Start of Records for this exercise

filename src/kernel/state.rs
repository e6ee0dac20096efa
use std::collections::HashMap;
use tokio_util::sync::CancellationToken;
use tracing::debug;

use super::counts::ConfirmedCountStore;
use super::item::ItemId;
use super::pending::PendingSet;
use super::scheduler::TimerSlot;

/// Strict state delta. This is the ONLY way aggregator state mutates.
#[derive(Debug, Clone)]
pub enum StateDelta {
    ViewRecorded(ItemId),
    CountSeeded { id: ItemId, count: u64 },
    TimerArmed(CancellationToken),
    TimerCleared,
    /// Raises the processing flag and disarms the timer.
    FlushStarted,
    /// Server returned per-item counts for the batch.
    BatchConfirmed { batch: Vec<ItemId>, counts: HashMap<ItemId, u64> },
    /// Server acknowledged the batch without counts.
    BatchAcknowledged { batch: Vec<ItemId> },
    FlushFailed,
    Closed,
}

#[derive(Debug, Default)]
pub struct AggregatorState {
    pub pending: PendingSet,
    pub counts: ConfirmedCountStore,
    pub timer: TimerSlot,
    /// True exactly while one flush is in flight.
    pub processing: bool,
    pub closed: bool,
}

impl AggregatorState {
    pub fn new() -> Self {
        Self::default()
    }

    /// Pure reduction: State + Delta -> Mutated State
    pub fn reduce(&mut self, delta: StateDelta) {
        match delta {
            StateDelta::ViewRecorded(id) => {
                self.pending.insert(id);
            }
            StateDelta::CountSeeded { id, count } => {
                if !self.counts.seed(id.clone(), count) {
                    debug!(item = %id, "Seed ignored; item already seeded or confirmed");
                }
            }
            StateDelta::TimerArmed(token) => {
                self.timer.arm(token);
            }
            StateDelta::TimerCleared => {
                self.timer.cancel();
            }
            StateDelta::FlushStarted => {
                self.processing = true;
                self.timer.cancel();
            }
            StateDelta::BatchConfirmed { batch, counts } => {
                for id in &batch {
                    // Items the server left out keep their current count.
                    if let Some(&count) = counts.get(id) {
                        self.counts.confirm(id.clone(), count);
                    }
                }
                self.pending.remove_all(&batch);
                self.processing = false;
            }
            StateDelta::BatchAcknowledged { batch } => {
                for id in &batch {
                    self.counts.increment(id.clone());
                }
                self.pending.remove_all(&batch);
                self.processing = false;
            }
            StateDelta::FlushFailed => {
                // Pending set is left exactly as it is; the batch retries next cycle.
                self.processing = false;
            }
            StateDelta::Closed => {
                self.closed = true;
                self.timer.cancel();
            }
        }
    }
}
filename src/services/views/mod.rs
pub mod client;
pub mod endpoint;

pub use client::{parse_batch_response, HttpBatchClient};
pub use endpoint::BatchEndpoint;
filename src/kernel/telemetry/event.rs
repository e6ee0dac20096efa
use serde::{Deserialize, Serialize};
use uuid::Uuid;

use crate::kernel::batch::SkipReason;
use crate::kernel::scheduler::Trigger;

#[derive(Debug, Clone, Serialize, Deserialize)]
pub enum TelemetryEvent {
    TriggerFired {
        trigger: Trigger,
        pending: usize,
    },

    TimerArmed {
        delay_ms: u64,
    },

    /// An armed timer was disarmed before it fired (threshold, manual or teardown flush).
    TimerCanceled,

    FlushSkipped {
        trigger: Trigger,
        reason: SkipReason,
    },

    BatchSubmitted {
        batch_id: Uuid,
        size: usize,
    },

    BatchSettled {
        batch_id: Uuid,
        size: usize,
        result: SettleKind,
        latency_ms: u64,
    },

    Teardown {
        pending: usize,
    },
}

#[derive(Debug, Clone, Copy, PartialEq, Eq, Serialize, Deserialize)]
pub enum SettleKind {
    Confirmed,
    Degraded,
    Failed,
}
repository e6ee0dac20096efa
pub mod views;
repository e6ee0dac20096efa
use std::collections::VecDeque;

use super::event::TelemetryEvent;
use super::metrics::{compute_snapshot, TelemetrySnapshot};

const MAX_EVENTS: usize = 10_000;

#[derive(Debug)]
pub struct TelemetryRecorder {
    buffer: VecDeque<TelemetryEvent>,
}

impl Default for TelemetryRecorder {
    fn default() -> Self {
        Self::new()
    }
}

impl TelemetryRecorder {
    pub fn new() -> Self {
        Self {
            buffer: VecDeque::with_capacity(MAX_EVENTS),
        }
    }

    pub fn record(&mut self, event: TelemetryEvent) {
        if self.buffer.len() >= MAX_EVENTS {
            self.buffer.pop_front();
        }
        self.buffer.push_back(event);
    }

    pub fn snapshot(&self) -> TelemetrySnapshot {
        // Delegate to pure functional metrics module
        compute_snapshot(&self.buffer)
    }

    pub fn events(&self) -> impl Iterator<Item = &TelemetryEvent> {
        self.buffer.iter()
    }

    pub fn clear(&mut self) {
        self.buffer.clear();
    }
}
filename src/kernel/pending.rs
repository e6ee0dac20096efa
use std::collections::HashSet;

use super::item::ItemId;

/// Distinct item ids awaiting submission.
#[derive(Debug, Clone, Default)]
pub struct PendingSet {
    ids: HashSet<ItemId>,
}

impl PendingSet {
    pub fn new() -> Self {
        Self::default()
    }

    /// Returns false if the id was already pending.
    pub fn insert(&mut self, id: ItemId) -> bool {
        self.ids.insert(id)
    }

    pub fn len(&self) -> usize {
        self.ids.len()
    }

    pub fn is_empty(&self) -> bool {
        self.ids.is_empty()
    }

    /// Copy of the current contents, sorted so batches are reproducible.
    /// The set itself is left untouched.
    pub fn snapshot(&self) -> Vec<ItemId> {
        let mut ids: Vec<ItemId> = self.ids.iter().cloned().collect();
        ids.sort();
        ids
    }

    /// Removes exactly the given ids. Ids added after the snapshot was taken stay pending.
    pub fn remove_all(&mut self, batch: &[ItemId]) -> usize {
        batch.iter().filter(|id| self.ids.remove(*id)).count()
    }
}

End of Records for this exercise

## Your instructions:
Apply a filter for "usize" to the entries and show each line that passes.

## Exercise answer:
        pending: usize,
        size: usize,
        size: usize,
        pending: usize,
const MAX_EVENTS: usize = 10_000;
    pub fn len(&self) -> usize {
    pub fn remove_all(&mut self, batch: &[ItemId]) -> usize {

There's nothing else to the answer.